(Stored items from a collection)
⁂
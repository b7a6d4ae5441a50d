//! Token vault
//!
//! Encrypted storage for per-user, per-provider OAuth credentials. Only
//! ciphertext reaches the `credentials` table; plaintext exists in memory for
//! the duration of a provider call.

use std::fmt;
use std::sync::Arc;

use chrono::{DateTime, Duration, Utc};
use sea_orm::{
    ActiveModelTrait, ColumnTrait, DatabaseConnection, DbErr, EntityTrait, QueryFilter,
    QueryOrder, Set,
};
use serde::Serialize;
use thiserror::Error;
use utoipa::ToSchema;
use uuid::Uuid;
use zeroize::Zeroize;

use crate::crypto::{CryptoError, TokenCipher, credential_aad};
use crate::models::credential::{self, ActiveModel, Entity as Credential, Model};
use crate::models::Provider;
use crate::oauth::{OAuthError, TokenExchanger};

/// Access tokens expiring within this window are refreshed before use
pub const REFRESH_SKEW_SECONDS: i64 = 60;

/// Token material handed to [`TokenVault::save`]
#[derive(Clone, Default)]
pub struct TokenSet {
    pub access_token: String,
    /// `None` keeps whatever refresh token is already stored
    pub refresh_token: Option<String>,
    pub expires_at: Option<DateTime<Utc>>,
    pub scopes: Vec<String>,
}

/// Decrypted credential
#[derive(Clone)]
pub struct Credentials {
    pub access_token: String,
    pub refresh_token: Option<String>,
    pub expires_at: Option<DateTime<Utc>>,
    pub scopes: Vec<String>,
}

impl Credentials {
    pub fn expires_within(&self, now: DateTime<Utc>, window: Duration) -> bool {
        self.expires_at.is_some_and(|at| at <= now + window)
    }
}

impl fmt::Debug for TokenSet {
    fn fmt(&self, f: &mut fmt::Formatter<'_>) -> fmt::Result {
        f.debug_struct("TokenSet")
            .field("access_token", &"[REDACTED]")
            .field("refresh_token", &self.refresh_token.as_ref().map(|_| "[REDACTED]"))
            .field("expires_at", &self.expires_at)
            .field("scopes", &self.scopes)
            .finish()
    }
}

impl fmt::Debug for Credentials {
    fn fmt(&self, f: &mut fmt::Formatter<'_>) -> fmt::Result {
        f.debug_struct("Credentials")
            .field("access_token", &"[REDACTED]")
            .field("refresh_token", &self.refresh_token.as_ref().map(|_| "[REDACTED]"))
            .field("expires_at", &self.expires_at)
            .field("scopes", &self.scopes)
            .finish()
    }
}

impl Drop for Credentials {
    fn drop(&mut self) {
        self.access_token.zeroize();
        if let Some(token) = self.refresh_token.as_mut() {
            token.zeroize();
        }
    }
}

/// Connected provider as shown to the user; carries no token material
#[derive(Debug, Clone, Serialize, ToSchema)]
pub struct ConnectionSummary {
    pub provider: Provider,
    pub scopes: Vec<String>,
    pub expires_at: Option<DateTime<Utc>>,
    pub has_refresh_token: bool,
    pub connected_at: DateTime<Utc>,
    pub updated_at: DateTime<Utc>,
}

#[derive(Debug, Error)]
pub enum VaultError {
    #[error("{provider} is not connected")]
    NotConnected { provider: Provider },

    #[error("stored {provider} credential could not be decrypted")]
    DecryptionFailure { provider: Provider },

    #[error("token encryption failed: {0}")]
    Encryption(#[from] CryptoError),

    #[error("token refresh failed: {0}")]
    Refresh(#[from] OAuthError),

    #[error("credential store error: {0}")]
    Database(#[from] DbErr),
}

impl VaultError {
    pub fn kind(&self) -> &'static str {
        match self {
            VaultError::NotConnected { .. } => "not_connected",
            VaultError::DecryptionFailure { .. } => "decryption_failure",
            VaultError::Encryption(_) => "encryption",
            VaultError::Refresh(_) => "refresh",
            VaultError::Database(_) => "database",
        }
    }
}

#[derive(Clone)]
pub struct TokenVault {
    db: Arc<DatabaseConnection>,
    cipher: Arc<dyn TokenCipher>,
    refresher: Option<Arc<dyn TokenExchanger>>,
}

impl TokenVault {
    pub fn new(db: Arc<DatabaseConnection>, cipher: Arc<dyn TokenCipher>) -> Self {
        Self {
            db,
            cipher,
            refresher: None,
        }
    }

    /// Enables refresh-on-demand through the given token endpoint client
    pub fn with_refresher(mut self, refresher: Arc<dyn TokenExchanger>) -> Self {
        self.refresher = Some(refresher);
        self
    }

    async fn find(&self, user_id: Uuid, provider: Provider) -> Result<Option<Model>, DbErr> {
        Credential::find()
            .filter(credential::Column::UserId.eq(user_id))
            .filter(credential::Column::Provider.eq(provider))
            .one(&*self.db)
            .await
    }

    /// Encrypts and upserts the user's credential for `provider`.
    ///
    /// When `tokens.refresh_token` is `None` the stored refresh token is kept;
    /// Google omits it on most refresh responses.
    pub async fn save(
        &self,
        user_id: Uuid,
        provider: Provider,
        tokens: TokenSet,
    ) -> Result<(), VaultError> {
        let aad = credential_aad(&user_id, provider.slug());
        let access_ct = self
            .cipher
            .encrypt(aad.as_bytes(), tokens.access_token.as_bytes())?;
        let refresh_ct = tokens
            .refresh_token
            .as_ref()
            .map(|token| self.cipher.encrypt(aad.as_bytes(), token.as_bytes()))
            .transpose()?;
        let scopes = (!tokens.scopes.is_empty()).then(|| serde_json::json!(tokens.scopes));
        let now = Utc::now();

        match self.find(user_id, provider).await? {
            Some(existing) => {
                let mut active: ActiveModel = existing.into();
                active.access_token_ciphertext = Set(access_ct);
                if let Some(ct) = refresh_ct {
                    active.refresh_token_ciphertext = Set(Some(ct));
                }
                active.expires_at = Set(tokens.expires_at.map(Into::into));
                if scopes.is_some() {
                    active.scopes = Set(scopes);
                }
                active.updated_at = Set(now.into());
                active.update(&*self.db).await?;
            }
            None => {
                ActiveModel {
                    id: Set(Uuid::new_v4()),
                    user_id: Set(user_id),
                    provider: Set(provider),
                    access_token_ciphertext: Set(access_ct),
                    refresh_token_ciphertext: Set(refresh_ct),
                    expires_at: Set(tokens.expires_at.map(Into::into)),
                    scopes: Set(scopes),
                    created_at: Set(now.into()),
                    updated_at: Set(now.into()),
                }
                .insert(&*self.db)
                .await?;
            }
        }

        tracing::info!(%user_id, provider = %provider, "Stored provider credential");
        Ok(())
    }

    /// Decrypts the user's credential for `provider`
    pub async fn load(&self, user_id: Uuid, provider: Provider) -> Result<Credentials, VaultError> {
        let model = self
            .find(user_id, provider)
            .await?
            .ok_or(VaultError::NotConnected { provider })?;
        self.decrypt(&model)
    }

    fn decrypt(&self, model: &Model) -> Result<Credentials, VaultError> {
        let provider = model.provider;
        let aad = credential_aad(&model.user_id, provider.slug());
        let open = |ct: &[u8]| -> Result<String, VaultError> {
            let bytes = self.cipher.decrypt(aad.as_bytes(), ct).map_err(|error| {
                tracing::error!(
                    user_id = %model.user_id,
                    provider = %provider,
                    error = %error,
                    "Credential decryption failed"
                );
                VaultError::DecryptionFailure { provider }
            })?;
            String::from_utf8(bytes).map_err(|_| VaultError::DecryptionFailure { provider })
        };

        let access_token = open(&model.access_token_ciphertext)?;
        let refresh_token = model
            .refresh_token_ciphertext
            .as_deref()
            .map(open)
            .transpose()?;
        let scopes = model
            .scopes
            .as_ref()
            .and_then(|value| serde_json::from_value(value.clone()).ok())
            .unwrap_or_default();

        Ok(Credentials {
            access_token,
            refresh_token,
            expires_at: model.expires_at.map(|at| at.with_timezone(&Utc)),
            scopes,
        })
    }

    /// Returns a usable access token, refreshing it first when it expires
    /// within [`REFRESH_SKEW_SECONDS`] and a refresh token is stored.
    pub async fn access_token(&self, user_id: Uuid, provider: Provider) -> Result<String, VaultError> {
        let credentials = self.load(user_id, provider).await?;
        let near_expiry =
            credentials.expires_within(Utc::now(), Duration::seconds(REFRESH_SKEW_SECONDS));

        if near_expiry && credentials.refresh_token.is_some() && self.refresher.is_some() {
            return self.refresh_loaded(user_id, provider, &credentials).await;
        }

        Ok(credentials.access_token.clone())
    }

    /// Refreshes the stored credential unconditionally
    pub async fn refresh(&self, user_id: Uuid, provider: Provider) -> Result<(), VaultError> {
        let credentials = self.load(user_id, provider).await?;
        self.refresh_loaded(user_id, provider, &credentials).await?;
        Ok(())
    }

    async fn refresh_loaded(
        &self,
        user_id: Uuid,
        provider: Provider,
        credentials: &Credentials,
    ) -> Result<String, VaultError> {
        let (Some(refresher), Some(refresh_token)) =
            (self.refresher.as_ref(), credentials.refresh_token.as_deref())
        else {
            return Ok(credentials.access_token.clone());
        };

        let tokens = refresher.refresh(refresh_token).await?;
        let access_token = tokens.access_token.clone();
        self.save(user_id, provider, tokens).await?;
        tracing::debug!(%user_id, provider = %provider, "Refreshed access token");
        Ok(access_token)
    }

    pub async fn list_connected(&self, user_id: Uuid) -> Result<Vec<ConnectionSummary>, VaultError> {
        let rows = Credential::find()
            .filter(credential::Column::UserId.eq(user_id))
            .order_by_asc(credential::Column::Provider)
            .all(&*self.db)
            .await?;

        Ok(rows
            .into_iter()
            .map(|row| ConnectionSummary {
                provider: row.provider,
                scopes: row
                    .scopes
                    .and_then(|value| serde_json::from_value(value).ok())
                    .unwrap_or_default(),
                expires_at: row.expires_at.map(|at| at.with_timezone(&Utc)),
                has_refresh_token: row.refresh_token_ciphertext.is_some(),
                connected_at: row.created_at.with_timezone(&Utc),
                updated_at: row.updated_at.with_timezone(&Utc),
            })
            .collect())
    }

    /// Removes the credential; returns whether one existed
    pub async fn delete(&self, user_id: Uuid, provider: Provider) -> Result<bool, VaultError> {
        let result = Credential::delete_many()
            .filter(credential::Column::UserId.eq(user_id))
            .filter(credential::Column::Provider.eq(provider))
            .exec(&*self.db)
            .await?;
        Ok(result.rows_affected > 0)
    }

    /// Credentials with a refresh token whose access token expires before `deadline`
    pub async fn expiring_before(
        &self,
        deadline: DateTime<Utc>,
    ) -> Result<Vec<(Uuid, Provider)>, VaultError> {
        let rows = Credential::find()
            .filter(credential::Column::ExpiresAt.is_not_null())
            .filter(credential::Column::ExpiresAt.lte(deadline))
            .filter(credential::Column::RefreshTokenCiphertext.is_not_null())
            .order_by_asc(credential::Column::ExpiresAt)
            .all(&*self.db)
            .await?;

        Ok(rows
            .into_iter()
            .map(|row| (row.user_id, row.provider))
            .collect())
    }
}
⁂
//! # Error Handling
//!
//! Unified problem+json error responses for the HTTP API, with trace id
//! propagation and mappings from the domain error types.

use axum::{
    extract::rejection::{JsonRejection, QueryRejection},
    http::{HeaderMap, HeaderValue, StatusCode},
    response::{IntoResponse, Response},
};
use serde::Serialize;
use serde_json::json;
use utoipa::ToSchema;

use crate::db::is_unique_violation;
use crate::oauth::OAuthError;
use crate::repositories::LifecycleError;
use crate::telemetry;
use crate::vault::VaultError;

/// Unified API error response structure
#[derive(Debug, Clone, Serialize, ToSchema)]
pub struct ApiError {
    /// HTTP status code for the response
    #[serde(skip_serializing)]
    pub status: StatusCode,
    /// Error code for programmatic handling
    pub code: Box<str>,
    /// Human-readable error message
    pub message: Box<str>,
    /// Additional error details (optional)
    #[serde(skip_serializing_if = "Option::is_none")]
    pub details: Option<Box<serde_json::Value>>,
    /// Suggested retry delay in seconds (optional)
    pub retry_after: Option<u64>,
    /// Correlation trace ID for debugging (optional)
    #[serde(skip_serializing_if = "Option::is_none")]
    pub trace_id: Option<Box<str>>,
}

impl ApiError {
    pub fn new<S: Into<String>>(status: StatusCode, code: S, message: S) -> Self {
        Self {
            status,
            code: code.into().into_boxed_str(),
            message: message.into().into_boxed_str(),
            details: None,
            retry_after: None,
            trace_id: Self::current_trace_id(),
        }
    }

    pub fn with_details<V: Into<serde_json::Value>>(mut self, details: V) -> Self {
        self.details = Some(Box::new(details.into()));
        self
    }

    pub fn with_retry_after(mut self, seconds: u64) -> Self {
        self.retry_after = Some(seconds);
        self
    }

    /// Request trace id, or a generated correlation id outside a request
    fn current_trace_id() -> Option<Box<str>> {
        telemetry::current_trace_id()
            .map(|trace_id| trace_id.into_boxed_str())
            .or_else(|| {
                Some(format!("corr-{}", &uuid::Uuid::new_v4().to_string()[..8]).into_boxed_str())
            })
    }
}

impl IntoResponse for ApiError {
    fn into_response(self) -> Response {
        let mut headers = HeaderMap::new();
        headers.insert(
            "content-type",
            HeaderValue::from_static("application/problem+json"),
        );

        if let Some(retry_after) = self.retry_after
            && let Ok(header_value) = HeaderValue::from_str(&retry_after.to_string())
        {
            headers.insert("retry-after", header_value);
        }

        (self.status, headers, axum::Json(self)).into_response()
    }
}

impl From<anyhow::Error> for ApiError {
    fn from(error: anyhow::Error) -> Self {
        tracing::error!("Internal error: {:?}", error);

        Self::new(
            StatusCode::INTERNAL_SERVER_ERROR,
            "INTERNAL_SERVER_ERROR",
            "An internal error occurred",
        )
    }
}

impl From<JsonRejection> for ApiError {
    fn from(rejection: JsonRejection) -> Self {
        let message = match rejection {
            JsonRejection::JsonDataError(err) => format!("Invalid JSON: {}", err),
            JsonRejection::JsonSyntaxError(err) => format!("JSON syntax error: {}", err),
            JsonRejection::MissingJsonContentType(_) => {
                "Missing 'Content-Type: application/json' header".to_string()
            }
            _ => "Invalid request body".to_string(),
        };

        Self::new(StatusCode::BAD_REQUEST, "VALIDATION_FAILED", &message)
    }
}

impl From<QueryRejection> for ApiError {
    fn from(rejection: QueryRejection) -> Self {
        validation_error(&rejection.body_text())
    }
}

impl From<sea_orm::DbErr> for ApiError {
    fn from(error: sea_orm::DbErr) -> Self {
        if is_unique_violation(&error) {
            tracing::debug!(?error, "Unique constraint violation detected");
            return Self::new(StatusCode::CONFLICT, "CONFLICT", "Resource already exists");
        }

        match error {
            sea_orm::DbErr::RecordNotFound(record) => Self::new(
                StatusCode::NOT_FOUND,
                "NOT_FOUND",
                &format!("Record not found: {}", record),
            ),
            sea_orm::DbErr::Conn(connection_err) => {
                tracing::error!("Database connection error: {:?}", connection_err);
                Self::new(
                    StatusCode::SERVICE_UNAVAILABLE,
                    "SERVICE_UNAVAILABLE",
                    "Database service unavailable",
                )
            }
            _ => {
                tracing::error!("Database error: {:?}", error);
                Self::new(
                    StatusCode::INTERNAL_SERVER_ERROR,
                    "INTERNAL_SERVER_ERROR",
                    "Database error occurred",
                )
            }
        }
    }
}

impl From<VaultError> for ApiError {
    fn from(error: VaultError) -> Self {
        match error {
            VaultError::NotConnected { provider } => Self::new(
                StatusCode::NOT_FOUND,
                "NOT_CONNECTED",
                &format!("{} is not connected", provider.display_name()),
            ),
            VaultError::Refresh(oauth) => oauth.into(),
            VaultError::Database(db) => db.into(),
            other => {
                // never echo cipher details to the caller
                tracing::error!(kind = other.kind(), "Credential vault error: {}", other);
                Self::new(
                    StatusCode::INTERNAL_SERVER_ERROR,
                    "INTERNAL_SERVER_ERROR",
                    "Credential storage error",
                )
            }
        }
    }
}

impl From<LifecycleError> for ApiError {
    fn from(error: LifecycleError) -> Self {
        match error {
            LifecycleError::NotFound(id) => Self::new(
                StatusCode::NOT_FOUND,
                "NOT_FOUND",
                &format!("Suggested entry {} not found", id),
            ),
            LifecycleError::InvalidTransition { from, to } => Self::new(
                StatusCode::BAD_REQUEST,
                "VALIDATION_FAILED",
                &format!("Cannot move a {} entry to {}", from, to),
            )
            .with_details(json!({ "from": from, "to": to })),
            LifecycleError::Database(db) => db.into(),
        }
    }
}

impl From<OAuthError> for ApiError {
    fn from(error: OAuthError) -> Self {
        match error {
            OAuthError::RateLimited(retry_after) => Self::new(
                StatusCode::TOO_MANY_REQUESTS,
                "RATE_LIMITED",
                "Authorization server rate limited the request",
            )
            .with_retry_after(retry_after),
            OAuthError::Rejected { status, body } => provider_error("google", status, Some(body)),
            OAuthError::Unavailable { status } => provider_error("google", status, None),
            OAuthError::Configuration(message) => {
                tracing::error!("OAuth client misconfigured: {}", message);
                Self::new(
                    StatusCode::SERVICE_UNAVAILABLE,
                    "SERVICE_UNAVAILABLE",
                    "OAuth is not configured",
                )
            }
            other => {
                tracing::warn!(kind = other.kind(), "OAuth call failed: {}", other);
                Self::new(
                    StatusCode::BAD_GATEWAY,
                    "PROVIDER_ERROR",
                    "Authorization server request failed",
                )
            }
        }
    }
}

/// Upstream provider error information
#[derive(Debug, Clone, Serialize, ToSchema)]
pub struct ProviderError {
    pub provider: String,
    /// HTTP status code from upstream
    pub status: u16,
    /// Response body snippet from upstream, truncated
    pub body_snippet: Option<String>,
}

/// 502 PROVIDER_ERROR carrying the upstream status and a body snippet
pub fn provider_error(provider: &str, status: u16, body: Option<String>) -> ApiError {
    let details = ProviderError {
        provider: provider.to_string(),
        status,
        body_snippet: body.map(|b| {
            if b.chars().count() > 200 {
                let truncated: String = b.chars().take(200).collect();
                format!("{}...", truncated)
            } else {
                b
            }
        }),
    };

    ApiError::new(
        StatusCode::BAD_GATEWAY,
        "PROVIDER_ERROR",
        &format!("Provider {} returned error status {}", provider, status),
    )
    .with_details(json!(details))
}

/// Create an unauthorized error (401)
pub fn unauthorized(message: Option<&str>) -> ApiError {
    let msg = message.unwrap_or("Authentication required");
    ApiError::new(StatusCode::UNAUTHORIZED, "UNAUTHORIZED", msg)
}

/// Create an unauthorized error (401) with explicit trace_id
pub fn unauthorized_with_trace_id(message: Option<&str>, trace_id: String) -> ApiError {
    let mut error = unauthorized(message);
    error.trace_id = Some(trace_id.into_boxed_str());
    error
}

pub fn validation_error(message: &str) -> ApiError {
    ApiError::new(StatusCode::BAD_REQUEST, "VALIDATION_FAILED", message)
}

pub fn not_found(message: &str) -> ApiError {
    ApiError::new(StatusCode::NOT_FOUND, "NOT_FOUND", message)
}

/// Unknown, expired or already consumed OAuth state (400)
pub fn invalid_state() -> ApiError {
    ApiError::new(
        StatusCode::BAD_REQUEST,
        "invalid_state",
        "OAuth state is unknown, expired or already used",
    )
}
⁂
[WHAT THIS TASK INVOLVES] Say, as a single number and nothing more, how many lines of the entries contain the word "record".

[RESPONSE] 2